There should be three functions from the set of multi-effects to the set of effects, and so on.
If the same parameter is the output of one effect and the input of another, the two effects are connected.
An effect may be shared between multiple multi-effects, a multi-effect may be shared between complex processors, and so on.
For instance, you can compose these functions to select a multi-effect parameter or a complex processor’s sub-effect.
Composable functions suggest a category, in this case, a subcategory of audio processors.
Selecting a subcategory suggests a functor from some other, more straightforward category.
Our functor would map the audio processor category to corresponding sets of processors.

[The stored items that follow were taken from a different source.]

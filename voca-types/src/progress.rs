use serde::{Deserialize, Serialize};
use std::collections::BTreeSet;
use ts_rs::TS;

/// Cumulative results for one grade selector.
///
/// `best_streak` never decreases and is never below `current_streak`.
#[derive(Debug, Clone, Copy, PartialEq, Eq, Default, Serialize, Deserialize, TS)]
#[ts(export)]
#[serde(rename_all = "camelCase")]
pub struct GradeStats {
    pub wins: u32,
    pub losses: u32,
    pub current_streak: u32,
    pub best_streak: u32,
}

impl GradeStats {
    pub fn record_win(&mut self) {
        self.wins += 1;
        self.current_streak += 1;
        self.best_streak = self.best_streak.max(self.current_streak);
    }

    pub fn record_loss(&mut self) {
        self.losses += 1;
        self.current_streak = 0;
    }

    pub fn games_played(&self) -> u32 {
        self.wins + self.losses
    }
}

/// Word ids already won under one grade selector.
#[derive(Debug, Clone, PartialEq, Eq, Default, Serialize, Deserialize)]
#[serde(transparent)]
pub struct SolvedIndex(BTreeSet<String>);

impl SolvedIndex {
    pub const fn new() -> Self {
        Self(BTreeSet::new())
    }

    /// Returns false when the id was already present
    pub fn insert(&mut self, word_id: impl Into<String>) -> bool {
        self.0.insert(word_id.into())
    }

    pub fn contains(&self, word_id: &str) -> bool {
        self.0.contains(word_id)
    }

    pub fn len(&self) -> usize {
        self.0.len()
    }

    pub fn is_empty(&self) -> bool {
        self.0.is_empty()
    }

    pub fn clear(&mut self) {
        self.0.clear();
    }

    pub fn iter(&self) -> impl Iterator<Item = &str> {
        self.0.iter().map(String::as_str)
    }
}

impl<S: Into<String>> FromIterator<S> for SolvedIndex {
    fn from_iter<I: IntoIterator<Item = S>>(iter: I) -> Self {
        Self(iter.into_iter().map(Into::into).collect())
    }
}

What determines the structure of this category is its morphisms. In particular, we need morphisms that would be mapped, under our functor, to the functions that define components of our processors - the component maps. This means, in particular, that for every n, we need n+1 distinct functions from n to the image of n-1. These functions are themselves images of morphisms that go between n and n-1 in " audio process category"
The system/grammar/category we’ve discussed delivers a perfect framework for pattern matching in audio graphs.
By understanding the compositional nature of audio processors and their relationships, we can develop algorithms to identify common substructures, transformation patterns, and even potential optimizations in complex audio processing chains.
We could use the concept of homotopy to identify audio graphs that are “topologically equivalent” - that is, graphs that can be continuously deformed into one another without changing their fundamental audio processing characteristics.
This could be useful in audio design, where different implementations of the same effect could be recognized as equivalent.
These things provide a formal way to describe adding or removing audio units from a graph.
This could be used to develop intelligent audio routing systems that automatically simplify or expand audio graphs based on specific criteria or even new approaches and techniques, such as “AI” models and new algorithms.